> [EXERCISE DIRECTIONS]: Once you have read the entries below, give them all again without any difference.

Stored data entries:
.....
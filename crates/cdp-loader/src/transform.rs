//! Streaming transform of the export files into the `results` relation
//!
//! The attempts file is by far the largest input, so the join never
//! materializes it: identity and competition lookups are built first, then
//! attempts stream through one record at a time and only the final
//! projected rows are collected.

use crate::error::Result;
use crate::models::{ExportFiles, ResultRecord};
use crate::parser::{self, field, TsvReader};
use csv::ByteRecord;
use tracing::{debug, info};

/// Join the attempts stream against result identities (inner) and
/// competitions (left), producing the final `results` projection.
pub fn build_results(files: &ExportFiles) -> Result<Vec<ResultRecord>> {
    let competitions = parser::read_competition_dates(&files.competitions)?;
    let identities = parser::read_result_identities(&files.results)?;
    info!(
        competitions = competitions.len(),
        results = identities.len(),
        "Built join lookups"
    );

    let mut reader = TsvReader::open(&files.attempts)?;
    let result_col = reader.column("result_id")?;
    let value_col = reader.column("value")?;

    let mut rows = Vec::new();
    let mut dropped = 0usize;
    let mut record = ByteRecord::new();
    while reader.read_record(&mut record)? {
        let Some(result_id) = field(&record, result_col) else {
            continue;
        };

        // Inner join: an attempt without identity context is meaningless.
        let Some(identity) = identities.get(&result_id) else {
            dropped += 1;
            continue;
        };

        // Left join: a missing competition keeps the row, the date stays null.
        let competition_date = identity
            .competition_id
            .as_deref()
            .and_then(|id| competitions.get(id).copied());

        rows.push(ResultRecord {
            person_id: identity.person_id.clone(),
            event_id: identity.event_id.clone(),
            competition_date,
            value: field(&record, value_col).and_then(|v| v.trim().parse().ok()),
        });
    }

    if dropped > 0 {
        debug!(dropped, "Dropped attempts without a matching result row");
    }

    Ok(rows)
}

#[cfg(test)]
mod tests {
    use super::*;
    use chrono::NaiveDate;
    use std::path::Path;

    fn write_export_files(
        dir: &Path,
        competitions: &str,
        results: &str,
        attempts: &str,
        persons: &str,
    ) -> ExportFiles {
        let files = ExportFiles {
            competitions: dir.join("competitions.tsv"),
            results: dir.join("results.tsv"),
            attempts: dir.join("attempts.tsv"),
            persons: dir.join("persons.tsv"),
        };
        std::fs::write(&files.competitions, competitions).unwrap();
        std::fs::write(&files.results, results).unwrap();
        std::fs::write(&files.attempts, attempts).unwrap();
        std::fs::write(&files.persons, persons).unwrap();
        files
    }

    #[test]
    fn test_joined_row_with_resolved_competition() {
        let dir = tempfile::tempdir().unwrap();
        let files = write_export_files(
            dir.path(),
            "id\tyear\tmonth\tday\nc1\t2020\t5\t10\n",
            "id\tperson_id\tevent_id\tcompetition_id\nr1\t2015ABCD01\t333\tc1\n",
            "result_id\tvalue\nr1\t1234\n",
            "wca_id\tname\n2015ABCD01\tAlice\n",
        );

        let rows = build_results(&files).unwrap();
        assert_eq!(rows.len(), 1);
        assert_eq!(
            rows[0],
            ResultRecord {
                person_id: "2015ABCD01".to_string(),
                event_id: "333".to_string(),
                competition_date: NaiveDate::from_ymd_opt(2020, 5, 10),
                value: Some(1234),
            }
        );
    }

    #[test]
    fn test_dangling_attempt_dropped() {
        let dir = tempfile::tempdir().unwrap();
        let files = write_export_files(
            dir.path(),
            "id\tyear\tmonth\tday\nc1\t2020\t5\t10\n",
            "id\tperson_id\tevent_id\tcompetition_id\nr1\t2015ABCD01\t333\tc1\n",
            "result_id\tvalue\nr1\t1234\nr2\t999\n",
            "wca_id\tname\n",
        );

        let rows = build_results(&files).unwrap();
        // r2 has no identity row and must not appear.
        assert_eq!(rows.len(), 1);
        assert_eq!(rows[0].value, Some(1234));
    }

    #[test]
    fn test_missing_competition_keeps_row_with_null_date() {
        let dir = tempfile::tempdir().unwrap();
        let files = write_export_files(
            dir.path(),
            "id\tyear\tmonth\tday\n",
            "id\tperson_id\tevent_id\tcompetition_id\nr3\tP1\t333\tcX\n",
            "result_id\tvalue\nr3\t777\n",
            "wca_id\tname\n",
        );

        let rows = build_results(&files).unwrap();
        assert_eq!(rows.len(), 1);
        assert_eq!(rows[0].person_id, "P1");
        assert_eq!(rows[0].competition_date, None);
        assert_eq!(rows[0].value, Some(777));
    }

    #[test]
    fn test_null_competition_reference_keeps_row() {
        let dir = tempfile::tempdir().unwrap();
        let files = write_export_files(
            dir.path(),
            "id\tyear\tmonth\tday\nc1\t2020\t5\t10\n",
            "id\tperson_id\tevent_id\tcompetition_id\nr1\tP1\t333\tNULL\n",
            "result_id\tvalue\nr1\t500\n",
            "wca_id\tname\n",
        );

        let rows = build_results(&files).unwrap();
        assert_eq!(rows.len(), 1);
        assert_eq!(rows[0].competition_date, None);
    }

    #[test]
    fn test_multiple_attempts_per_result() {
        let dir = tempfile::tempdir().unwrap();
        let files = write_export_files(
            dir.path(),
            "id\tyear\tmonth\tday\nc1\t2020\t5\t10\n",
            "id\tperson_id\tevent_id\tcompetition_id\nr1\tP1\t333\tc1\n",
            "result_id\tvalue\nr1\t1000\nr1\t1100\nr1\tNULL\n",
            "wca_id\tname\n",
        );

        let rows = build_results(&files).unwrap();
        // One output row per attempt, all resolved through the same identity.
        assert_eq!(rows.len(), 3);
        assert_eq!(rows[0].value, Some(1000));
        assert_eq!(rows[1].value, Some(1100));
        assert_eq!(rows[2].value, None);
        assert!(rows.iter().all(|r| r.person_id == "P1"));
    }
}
.....
> [TASK RESPONSE]:
filename crates/cdp-loader/src/transform.rs
//! Streaming transform of the export files into the `results` relation
//!
//! The attempts file is by far the largest input, so the join never
//! materializes it: identity and competition lookups are built first, then
//! attempts stream through one record at a time and only the final
//! projected rows are collected.

use crate::error::Result;
use crate::models::{ExportFiles, ResultRecord};
use crate::parser::{self, field, TsvReader};
use csv::ByteRecord;
use tracing::{debug, info};

/// Join the attempts stream against result identities (inner) and
/// competitions (left), producing the final `results` projection.
pub fn build_results(files: &ExportFiles) -> Result<Vec<ResultRecord>> {
    let competitions = parser::read_competition_dates(&files.competitions)?;
    let identities = parser::read_result_identities(&files.results)?;
    info!(
        competitions = competitions.len(),
        results = identities.len(),
        "Built join lookups"
    );

    let mut reader = TsvReader::open(&files.attempts)?;
    let result_col = reader.column("result_id")?;
    let value_col = reader.column("value")?;

    let mut rows = Vec::new();
    let mut dropped = 0usize;
    let mut record = ByteRecord::new();
    while reader.read_record(&mut record)? {
        let Some(result_id) = field(&record, result_col) else {
            continue;
        };

        // Inner join: an attempt without identity context is meaningless.
        let Some(identity) = identities.get(&result_id) else {
            dropped += 1;
            continue;
        };

        // Left join: a missing competition keeps the row, the date stays null.
        let competition_date = identity
            .competition_id
            .as_deref()
            .and_then(|id| competitions.get(id).copied());

        rows.push(ResultRecord {
            person_id: identity.person_id.clone(),
            event_id: identity.event_id.clone(),
            competition_date,
            value: field(&record, value_col).and_then(|v| v.trim().parse().ok()),
        });
    }

    if dropped > 0 {
        debug!(dropped, "Dropped attempts without a matching result row");
    }

    Ok(rows)
}

#[cfg(test)]
mod tests {
    use super::*;
    use chrono::NaiveDate;
    use std::path::Path;

    fn write_export_files(
        dir: &Path,
        competitions: &str,
        results: &str,
        attempts: &str,
        persons: &str,
    ) -> ExportFiles {
        let files = ExportFiles {
            competitions: dir.join("competitions.tsv"),
            results: dir.join("results.tsv"),
            attempts: dir.join("attempts.tsv"),
            persons: dir.join("persons.tsv"),
        };
        std::fs::write(&files.competitions, competitions).unwrap();
        std::fs::write(&files.results, results).unwrap();
        std::fs::write(&files.attempts, attempts).unwrap();
        std::fs::write(&files.persons, persons).unwrap();
        files
    }

    #[test]
    fn test_joined_row_with_resolved_competition() {
        let dir = tempfile::tempdir().unwrap();
        let files = write_export_files(
            dir.path(),
            "id\tyear\tmonth\tday\nc1\t2020\t5\t10\n",
            "id\tperson_id\tevent_id\tcompetition_id\nr1\t2015ABCD01\t333\tc1\n",
            "result_id\tvalue\nr1\t1234\n",
            "wca_id\tname\n2015ABCD01\tAlice\n",
        );

        let rows = build_results(&files).unwrap();
        assert_eq!(rows.len(), 1);
        assert_eq!(
            rows[0],
            ResultRecord {
                person_id: "2015ABCD01".to_string(),
                event_id: "333".to_string(),
                competition_date: NaiveDate::from_ymd_opt(2020, 5, 10),
                value: Some(1234),
            }
        );
    }

    #[test]
    fn test_dangling_attempt_dropped() {
        let dir = tempfile::tempdir().unwrap();
        let files = write_export_files(
            dir.path(),
            "id\tyear\tmonth\tday\nc1\t2020\t5\t10\n",
            "id\tperson_id\tevent_id\tcompetition_id\nr1\t2015ABCD01\t333\tc1\n",
            "result_id\tvalue\nr1\t1234\nr2\t999\n",
            "wca_id\tname\n",
        );

        let rows = build_results(&files).unwrap();
        // r2 has no identity row and must not appear.
        assert_eq!(rows.len(), 1);
        assert_eq!(rows[0].value, Some(1234));
    }

    #[test]
    fn test_missing_competition_keeps_row_with_null_date() {
        let dir = tempfile::tempdir().unwrap();
        let files = write_export_files(
            dir.path(),
            "id\tyear\tmonth\tday\n",
            "id\tperson_id\tevent_id\tcompetition_id\nr3\tP1\t333\tcX\n",
            "result_id\tvalue\nr3\t777\n",
            "wca_id\tname\n",
        );

        let rows = build_results(&files).unwrap();
        assert_eq!(rows.len(), 1);
        assert_eq!(rows[0].person_id, "P1");
        assert_eq!(rows[0].competition_date, None);
        assert_eq!(rows[0].value, Some(777));
    }

    #[test]
    fn test_null_competition_reference_keeps_row() {
        let dir = tempfile::tempdir().unwrap();
        let files = write_export_files(
            dir.path(),
            "id\tyear\tmonth\tday\nc1\t2020\t5\t10\n",
            "id\tperson_id\tevent_id\tcompetition_id\nr1\tP1\t333\tNULL\n",
            "result_id\tvalue\nr1\t500\n",
            "wca_id\tname\n",
        );

        let rows = build_results(&files).unwrap();
        assert_eq!(rows.len(), 1);
        assert_eq!(rows[0].competition_date, None);
    }

    #[test]
    fn test_multiple_attempts_per_result() {
        let dir = tempfile::tempdir().unwrap();
        let files = write_export_files(
            dir.path(),
            "id\tyear\tmonth\tday\nc1\t2020\t5\t10\n",
            "id\tperson_id\tevent_id\tcompetition_id\nr1\tP1\t333\tc1\n",
            "result_id\tvalue\nr1\t1000\nr1\t1100\nr1\tNULL\n",
            "wca_id\tname\n",
        );

        let rows = build_results(&files).unwrap();
        // One output row per attempt, all resolved through the same identity.
        assert_eq!(rows.len(), 3);
        assert_eq!(rows[0].value, Some(1000));
        assert_eq!(rows[1].value, Some(1100));
        assert_eq!(rows[2].value, None);
        assert!(rows.iter().all(|r| r.person_id == "P1"));
    }
}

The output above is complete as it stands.